In Nr. 96 heißen die sich so an einem Zeichen Erkennenden und zu erkennen Gebenden Atheisten, die sofort eine Macht in Europa bilden werden. In der Vorrede (S.16) spricht Nietzsche von ihnen als "wir Immoralisten, wir Gottlosen von heute", die sich auch nicht fürchten, sich (und die Menschheit) zu verneinen, weil sie es "mit Lust" tun. In Nr. 45 könnten sie, nach Jahrtausenden, mit ihrer Lust die gesamte Menschheit vernichten, d.h. zum Aussterben bringen.

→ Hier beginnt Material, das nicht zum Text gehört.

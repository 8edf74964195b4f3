//! Caller-owned collapse state for tagged sections
//!
//! Sections are addressed by their stable id (`section-{index}`), never by
//! identity, so the set survives re-parsing the same text.

use super::Document;
use std::collections::BTreeSet;

/// Set of section ids the user has collapsed
#[derive(Debug, Clone, Default, PartialEq, Eq)]
pub struct CollapsedSections {
    ids: BTreeSet<String>,
}

impl CollapsedSections {
    pub fn new() -> Self {
        Self::default()
    }

    pub fn is_collapsed(&self, id: &str) -> bool {
        self.ids.contains(id)
    }

    /// Flip one section, returning whether it is now collapsed
    pub fn toggle(&mut self, id: &str) -> bool {
        if self.ids.remove(id) {
            false
        } else {
            self.ids.insert(id.to_string());
            true
        }
    }

    pub fn collapse(&mut self, id: impl Into<String>) {
        self.ids.insert(id.into());
    }

    pub fn expand(&mut self, id: &str) {
        self.ids.remove(id);
    }

    /// Collapse every tagged section of a document
    pub fn collapse_all(&mut self, document: &Document) {
        self.ids.extend(document.section_ids());
    }

    pub fn expand_all(&mut self) {
        self.ids.clear();
    }

    pub fn len(&self) -> usize {
        self.ids.len()
    }

    pub fn is_empty(&self) -> bool {
        self.ids.is_empty()
    }

    pub fn iter(&self) -> impl Iterator<Item = &str> {
        self.ids.iter().map(String::as_str)
    }
}

impl<S: Into<String>> FromIterator<S> for CollapsedSections {
    fn from_iter<I: IntoIterator<Item = S>>(iter: I) -> Self {
        Self {
            ids: iter.into_iter().map(Into::into).collect(),
        }
    }
}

In der Fröhlichen Wissenschaft Nr. 283 begrüßt Nietzsche ein neues, männliches und kriegerisches Zeitalter, das den "Heroismus in die Erkenntnis trägt", in dem man gefährlich lebt und in dem die "Erkennenden" herrschen werden, nachdem sie sich lange genug "gleich scheuen Hirschen in Wäldern versteckt" hielten. Nun outen sie sich. "Endlich wird die Erkenntnis die Hand nach dem ausstrecken, was ihr gebührt: – sie wird herrschen und besitzen wollen, und ihr mit ihr!" (3/527) In Fröhliche Wissenschaft Nr. 1 beschwört Nietzsche, nachdem er über die Nützlichkeit der vermeintlich Unnützigen, die nicht direkt mit der "Erhaltung der menschlichen Gattung" beschäftigt sind, spekuliert hat, das Gesetz von Ebbe und Flut und verheißt seinen Brüdern: "Auch wir haben unsere Zeit!" Bislang herrschten allerdings noch die anderen, und die Menschheit brauchte noch nicht geopfert werden. – Frohe Weihnachten!